#### What is expected
For the entries that follow, restate word for word the line containing "at startup and", the line containing "use tokio::sync::Mutex;", and every line that lies between them.

#### Records for processing
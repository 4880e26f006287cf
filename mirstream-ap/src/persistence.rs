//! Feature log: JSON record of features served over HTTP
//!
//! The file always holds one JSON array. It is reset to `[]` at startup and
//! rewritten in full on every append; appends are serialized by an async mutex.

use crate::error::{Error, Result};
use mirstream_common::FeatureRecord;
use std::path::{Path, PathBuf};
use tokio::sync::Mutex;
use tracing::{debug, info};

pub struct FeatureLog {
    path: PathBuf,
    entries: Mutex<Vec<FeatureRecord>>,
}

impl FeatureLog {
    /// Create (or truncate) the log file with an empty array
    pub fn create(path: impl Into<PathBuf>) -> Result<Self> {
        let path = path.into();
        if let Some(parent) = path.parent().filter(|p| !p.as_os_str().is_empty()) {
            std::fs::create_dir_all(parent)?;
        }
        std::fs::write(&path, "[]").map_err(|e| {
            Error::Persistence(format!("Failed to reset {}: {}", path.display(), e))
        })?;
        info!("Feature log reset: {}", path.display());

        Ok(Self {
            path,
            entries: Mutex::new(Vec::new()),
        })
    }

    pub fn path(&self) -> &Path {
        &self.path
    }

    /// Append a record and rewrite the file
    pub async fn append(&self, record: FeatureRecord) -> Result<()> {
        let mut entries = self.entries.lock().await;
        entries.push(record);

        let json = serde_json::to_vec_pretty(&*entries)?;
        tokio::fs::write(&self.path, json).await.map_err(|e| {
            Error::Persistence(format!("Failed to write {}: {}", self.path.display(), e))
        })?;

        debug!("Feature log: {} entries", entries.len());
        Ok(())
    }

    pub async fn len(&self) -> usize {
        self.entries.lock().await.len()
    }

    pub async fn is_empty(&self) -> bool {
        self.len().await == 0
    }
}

--

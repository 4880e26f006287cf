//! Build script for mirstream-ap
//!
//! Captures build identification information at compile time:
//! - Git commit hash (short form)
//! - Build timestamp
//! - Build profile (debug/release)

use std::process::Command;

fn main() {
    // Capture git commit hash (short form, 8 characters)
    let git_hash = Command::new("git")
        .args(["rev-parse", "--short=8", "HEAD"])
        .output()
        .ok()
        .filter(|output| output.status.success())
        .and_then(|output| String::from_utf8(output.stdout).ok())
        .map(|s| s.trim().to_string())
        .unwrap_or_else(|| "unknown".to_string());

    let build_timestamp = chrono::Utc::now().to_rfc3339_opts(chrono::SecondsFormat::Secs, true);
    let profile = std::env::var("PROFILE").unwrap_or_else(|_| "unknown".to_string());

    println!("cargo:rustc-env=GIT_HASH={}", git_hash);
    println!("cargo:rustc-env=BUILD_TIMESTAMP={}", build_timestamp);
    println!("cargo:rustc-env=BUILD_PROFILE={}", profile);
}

==

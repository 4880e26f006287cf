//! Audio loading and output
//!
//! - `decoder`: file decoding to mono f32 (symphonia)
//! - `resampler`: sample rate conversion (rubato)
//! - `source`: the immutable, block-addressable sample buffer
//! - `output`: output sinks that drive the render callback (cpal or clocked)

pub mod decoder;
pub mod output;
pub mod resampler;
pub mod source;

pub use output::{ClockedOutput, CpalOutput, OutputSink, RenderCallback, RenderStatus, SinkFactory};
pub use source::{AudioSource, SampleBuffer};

#### Problem solution
//! The file always holds one JSON array. It is reset to `[]` at startup and
//! rewritten in full on every append; appends are serialized by an async mutex.

use crate::error::{Error, Result};
use mirstream_common::FeatureRecord;
use std::path::{Path, PathBuf};
use tokio::sync::Mutex;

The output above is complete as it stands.